Copy every line below where the string "returns" is found.

_Provided records_:
^^^^^^^^^^^^^^^^

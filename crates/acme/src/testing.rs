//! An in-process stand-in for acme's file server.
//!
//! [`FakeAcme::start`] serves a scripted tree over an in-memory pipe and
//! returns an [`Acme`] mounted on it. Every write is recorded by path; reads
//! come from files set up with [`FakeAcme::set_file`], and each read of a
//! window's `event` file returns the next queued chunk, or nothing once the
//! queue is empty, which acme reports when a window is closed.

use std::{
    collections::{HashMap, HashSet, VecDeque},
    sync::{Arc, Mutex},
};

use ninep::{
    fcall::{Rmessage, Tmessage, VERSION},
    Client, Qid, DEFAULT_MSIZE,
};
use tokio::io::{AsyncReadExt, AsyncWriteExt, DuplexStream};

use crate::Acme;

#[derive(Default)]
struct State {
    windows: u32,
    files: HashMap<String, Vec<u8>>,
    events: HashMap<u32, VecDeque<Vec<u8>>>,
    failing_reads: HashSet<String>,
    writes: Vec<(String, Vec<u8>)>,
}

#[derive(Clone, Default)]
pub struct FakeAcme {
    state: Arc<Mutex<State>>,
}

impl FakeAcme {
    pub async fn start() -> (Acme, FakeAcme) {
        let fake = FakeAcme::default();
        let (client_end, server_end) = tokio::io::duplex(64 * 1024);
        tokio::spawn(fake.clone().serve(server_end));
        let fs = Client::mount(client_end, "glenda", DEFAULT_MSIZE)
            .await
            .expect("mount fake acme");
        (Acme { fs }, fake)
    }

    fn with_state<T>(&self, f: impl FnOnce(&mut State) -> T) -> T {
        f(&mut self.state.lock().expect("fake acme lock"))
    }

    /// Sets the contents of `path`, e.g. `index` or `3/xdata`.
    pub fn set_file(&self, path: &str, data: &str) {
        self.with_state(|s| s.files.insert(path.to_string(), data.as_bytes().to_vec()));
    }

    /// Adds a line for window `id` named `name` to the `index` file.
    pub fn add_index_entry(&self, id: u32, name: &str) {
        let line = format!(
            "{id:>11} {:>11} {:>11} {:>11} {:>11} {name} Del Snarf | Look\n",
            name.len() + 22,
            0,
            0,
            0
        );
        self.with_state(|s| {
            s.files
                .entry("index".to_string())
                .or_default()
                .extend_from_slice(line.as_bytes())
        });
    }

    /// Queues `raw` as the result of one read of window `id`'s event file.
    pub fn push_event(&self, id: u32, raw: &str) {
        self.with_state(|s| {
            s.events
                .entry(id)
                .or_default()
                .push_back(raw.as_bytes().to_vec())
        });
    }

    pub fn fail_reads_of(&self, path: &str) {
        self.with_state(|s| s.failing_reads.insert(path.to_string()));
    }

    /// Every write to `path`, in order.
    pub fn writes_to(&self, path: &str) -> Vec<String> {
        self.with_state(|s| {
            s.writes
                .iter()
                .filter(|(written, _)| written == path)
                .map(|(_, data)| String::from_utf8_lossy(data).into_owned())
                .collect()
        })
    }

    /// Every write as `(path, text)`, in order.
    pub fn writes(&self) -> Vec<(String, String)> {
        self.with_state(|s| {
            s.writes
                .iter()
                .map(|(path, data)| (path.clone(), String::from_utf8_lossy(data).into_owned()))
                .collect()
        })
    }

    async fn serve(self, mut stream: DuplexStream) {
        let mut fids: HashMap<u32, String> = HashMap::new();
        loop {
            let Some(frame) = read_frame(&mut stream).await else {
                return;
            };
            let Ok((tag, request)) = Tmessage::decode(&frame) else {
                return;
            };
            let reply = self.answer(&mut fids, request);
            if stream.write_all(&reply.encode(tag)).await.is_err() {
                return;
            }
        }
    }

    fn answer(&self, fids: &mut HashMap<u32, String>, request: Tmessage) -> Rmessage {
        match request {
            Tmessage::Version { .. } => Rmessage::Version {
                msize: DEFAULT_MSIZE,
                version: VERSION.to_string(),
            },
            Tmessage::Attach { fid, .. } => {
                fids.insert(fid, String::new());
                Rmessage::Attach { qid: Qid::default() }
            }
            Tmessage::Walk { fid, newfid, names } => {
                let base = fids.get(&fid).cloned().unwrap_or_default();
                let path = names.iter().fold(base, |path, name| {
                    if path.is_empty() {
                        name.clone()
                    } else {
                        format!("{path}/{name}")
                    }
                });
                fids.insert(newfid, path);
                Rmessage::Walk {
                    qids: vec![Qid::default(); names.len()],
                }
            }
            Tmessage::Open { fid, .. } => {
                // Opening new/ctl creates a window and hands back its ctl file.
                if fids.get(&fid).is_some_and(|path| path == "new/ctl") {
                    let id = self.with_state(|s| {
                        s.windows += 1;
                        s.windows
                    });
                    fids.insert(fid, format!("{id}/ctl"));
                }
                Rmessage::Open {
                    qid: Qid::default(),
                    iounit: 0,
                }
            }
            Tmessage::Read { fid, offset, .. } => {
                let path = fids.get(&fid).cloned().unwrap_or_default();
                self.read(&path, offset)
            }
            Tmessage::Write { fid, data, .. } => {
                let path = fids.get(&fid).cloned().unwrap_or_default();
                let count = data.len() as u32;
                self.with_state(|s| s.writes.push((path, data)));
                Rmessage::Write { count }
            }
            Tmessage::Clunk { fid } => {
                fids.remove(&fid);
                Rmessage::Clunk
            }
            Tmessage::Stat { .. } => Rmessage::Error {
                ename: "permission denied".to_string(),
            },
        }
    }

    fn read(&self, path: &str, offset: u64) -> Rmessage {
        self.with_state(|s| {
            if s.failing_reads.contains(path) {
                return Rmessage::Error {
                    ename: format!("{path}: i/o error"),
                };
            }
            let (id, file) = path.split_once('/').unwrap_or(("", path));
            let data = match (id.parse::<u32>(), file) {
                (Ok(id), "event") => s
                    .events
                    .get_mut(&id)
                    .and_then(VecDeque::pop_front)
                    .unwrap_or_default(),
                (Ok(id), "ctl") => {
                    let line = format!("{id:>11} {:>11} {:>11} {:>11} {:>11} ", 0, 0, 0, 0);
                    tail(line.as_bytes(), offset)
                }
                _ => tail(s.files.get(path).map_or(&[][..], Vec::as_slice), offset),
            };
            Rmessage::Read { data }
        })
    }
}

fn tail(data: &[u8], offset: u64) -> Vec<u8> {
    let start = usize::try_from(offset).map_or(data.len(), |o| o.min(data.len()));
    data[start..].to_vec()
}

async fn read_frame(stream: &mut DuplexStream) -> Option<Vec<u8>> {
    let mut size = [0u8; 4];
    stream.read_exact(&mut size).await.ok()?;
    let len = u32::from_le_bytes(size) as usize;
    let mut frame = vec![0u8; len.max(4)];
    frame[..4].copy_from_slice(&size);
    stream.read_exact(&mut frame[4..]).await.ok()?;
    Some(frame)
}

^^^^^^^^^^^^^^^^

_Result of the exercise_:
//! returns an [`Acme`] mounted on it. Every write is recorded by path; reads
//! window's `event` file returns the next queued chunk, or nothing once the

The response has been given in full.